REQUIRED WORK:
Copy out all lines bearing the word "records" from the listing below.

_ _ _ _ _ _ _

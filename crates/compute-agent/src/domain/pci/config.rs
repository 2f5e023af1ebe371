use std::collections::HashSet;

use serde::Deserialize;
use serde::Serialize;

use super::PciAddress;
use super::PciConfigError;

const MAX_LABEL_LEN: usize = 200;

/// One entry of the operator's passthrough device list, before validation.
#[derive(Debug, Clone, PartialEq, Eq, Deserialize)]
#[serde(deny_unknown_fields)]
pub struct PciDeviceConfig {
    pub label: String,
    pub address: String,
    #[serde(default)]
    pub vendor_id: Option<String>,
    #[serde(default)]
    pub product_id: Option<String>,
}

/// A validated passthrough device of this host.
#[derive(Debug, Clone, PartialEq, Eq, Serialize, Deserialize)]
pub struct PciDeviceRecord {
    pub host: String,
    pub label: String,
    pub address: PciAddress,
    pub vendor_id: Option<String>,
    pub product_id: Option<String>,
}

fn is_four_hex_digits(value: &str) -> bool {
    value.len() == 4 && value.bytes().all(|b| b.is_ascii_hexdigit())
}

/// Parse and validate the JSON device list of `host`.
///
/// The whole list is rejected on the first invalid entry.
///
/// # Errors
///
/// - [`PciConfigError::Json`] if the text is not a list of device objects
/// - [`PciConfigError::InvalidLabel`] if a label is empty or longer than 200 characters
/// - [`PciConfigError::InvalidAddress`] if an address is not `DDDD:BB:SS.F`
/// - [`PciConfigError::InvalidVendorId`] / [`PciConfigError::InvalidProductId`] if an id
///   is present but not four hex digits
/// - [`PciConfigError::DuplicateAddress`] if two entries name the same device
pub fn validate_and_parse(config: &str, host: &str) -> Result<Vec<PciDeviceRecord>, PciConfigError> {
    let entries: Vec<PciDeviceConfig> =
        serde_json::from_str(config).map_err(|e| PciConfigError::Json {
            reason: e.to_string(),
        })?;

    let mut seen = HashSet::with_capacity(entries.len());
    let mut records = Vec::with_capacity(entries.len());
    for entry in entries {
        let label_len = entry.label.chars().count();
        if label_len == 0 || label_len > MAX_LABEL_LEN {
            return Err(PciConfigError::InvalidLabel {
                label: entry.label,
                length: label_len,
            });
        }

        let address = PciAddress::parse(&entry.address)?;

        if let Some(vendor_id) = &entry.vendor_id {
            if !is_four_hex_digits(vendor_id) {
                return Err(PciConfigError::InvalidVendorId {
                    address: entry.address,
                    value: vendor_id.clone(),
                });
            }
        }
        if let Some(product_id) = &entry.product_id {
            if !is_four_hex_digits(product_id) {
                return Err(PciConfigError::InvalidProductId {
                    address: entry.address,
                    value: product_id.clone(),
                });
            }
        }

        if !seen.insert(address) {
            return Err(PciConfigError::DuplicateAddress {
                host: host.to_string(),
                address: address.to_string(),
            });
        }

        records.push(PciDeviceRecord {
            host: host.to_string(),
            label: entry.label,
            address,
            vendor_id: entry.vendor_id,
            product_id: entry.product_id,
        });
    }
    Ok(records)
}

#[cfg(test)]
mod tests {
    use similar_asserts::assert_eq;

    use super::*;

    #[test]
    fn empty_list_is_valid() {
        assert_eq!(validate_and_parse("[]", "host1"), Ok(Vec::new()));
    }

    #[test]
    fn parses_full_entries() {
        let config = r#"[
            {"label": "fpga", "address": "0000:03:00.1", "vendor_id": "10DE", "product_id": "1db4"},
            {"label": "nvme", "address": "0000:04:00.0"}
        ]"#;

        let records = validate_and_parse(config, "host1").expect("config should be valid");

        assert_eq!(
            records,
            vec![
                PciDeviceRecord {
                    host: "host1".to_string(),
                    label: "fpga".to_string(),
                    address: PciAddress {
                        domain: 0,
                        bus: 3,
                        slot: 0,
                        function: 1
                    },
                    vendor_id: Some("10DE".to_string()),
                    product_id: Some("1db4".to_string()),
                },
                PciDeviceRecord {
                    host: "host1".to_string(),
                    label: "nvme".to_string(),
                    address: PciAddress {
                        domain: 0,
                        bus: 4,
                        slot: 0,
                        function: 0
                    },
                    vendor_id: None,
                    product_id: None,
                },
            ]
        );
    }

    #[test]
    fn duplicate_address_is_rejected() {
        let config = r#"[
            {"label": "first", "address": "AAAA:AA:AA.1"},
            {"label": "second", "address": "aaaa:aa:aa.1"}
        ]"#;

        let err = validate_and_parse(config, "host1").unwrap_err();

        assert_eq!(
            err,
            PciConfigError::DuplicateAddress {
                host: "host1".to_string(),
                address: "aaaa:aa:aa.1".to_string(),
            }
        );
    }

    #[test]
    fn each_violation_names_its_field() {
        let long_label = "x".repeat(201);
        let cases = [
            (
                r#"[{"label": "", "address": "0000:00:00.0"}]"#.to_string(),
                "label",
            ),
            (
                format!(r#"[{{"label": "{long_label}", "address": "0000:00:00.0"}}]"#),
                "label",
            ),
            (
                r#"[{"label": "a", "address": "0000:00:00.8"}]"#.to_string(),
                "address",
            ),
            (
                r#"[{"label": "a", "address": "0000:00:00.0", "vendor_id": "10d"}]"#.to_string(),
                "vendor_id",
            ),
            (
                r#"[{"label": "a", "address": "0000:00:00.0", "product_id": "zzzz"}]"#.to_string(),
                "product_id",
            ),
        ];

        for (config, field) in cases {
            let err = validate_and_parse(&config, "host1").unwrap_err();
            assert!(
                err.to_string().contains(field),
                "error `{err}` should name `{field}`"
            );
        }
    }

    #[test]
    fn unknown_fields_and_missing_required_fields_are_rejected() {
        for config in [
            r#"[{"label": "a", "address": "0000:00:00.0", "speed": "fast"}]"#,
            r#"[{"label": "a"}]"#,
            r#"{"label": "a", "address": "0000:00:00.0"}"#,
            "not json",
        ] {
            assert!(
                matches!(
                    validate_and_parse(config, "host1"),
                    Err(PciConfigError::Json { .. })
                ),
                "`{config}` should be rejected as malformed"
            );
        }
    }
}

_ _ _ _ _ _ _

RESPONSE TO THE TASK:
    let mut records = Vec::with_capacity(entries.len());
        records.push(PciDeviceRecord {
    Ok(records)
        let records = validate_and_parse(config, "host1").expect("config should be valid");
            records,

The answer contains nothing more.